Germany do it the right way not just at international but also at national level. The Bundesliga has the highest average attendance of any football league in the world, almost 6,000 per game more than the Premier League, over 16,000 more than La Liga. Six of the 10 best-supported teams in Europe: Borussia Dortmund, Bayern Munich, Schalke 04, Hertha Berlin, Borussia Moenchengladbach and Hamburger SV, come from the league. The seventh best-supported team in the Bundesliga, VfB Stuttgart, gets 3,500 more fans per home game than Manchester City. Number 10 on the list, Hanover 96, pulls more supporters than Chelsea and Liverpool. Only American Football's NFL attracts more fans per game than the Bundesliga.

That's partly because the Bundesliga hasn't followed La Liga and the Premier League in pricing ordinary fans out of the game. In the words of Bayern's former general manager Uli Hoeness, "Fans are not cows who are there to be milked. Football has got to be accessible to everybody. That's the difference between us and England." A seated season ticket for Bayern Munich will cost you €340. The equivalent at Arsenal will cost you £985. A season at Borussia Dortmund will set you back €372, less than half of what Spurs and Liverpool, who both go over the £700 mark, charge for their cheapest season ticket. Last season it was cheaper to buy a Dortmund terrace ticket than it was to watch Guiseley FC in Conference North.

Perhaps the main reason for this is fan ownership of the German clubs. The 50 plus 1 rule states that over 50 per cent of any club must be owned by the members, something which prevents the clubs becoming the playthings of billionaires. It may sound odd to the kind of Premier League fans who protest furiously when the latest plutocrat to take control doesn't spend the hundreds of millions judged necessary for success, but supporter control has resulted in financial stability. Borussia Dortmund reached the Champions League final with about a quarter of the wage bill of the Manchester City squad who haven't come within an ass's roar of success in the competition. QPR actually spent more money on winning promotion back to the Premier League than Dortmund did in making that decider.

We've become so brainwashed into thinking that the Premier League model is the only way to go that the Bundesliga alternative seems somehow unnatural.
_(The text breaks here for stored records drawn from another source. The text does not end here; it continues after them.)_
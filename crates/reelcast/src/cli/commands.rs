//! CLI command definitions.

use clap::{Parser, Subcommand, ValueEnum};
use reelcast::AssetType;

/// Reelcast - generate, review and publish persona-driven short-form drafts
#[derive(Parser, Debug)]
#[command(name = "reelcast")]
#[command(about = "Generate, review and publish persona-driven short-form drafts", long_about = None)]
#[command(version)]
pub struct Cli {
    /// Command to execute
    #[command(subcommand)]
    pub command: Commands,

    /// Enable verbose logging
    #[arg(short, long, global = true)]
    pub verbose: bool,

    /// Emit logs as JSON lines
    #[arg(long, global = true)]
    pub log_json: bool,
}

/// Available commands
#[derive(Subcommand, Debug)]
pub enum Commands {
    /// Check credentials, configuration files and ffmpeg without changing anything
    Verify,

    /// Generate a batch of drafts
    Generate {
        /// Accounts to generate for (default: pipeline.default_accounts)
        #[arg(long, num_args = 1..)]
        accounts: Vec<String>,

        /// Drafts per account (default: pipeline.default_count)
        #[arg(long)]
        count: Option<usize>,

        /// Skip media for video drafts
        #[arg(long)]
        no_video: bool,

        /// Asset type for every draft instead of each persona's default
        #[arg(long, value_parser = parse_asset_type)]
        asset_type: Option<AssetType>,
    },

    /// Run the review service
    Serve {
        /// Generate a batch with the default accounts before serving
        #[arg(long)]
        generate: bool,

        /// Listen address (default: server.bind)
        #[arg(long)]
        bind: Option<String>,
    },

    /// List drafts
    List {
        /// Status filter, or "all"
        #[arg(long, default_value = "generated")]
        status: String,

        /// Output format
        #[arg(long, default_value = "human")]
        format: OutputFormat,
    },

    /// Approve a generated draft
    Approve {
        /// Draft id, e.g. 2024-01-01-genz-1
        id: String,
    },

    /// Publish an approved draft
    Publish {
        /// Draft id, e.g. 2024-01-01-genz-1
        id: String,
    },
}

/// Output format options
#[derive(ValueEnum, Clone, Copy, Debug)]
pub enum OutputFormat {
    /// Human-readable format
    Human,
    /// JSON format
    Json,
}

fn parse_asset_type(raw: &str) -> Result<AssetType, String> {
    raw.parse()
        .map_err(|_| format!("unknown asset type '{}' (video or image)", raw))
}
//! Reelcast - persona-driven short-form video drafts
//!
//! Reelcast writes social media drafts for a set of audience personas, builds
//! a video or image for each one, stores the results as reviewable directories
//! and publishes approved drafts.
//!
//! # Quick Start
//!
//! ```rust,no_run
//! use reelcast::{BatchRequest, LogProgress, Reelcast};
//!
//! #[tokio::main]
//! async fn main() -> Result<(), Box<dyn std::error::Error>> {
//!     let app = Reelcast::from_env()?;
//!     let orchestrator = app.orchestrator(app.open_store()?)?;
//!
//!     let request = BatchRequest {
//!         accounts: vec!["genz".to_string()],
//!         count: Some(2),
//!         ..Default::default()
//!     };
//!     let report = orchestrator.run(&request, &LogProgress).await?;
//!     println!("Created: {:?}", report.created());
//!     Ok(())
//! }
//! ```
//!
//! # Architecture
//!
//! - `reelcast_core` - Draft, persona, media and status types
//! - `reelcast_interface` - Traits for the text, media, encoder and publishing services
//! - `reelcast_error` - Error types
//! - `reelcast_config` - Layered settings, personas, account and asset mappings
//! - `reelcast_models` - xAI text and Imagine media clients
//! - `reelcast_storage` - Filesystem draft store
//! - `reelcast_pipeline` - Copy generation, media building, batch orchestration
//! - `reelcast_publish` - Late publishing client and publisher
//! - `reelcast_server` - Review HTTP service
//!
//! This crate (`reelcast`) re-exports everything and wires the pieces together.

#![forbid(unsafe_code)]
#![warn(missing_docs)]

mod app;
mod logging;
mod verify;

pub use app::Reelcast;
pub use logging::{LoggingConfig, init_logging};
pub use verify::{SetupCheck, SetupReport, verify_setup};

pub use reelcast_core::*;
pub use reelcast_error::*;
pub use reelcast_interface::*;

pub use reelcast_config::{
    AccountMap, AccountProfiles, AssetMapping, Credentials, HttpConfig, ImagineConfig,
    MediaConfig, MediaSource, PathsConfig, PersonaStore, PipelineConfig, PublishConfig,
    ReelcastConfig, ServerConfig, XaiConfig,
};
pub use reelcast_models::{ImagineClient, XaiClient};
pub use reelcast_pipeline::{
    AssetLibrary, BatchOrchestrator, BatchReport, BatchRequest, BatchRequestBuilder,
    CopyGenerator, DraftFailure, DraftOutcome, DraftStage, FfmpegEncoder, LogProgress,
    MediaBuilder, Progress, ProgressReporter, ProgressStep,
};
pub use reelcast_publish::{LateClient, PublishReceipt, Publisher};
pub use reelcast_server::{ApiError, ApiState, Job, JobStatus, JobTable, create_router, serve};
pub use reelcast_storage::DraftStore;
So it's sometimes suggested the German league's fan appeal and financial good sense comes at the expense of quality. Yet it's getting harder to keep believing this. You had the all-Bundesliga Champions League final two seasons ago and last season the Champions League performances of the two leagues were pretty similar, the Germans getting one team into the semis and three into the last 16 while the league next door managed four in the last 16 and none in the semis.

Ah yes, say the sceptics, what about the way Bayern Munich walked all over domestic opposition in last season's Bundesliga? That wouldn't happen in the Premier League. To which the answer can only be: it would if that Bayern Munich team were playing in it. You can't seriously argue that any of the Premier League's top teams would have given Bayern a run for their money.

In any case the idea that the Premier League is a hotbed of competition is a bit of a canard. Arsenal make the top four every year while frequently seeming in disarray, while a distinctly limited Liverpool team almost won the title last season. There have been four different Bundesliga champions;Bayern, Borussia, Stuttgart and Wolfsburg in the past decade. There have been three different winners of the Premier League in the same period. The Bundesliga has now moved past Serie A to rank third in the UEFA rankings and is closing the gap on the Premier League which may soon learn the same lesson as its Italian counterpart about the perils of unsustainable development. Because perhaps the most telling statistic is that while German players accounted for half of minutes played in the Bundesliga last season, English players accounted for 32 per cent played in the Premier League.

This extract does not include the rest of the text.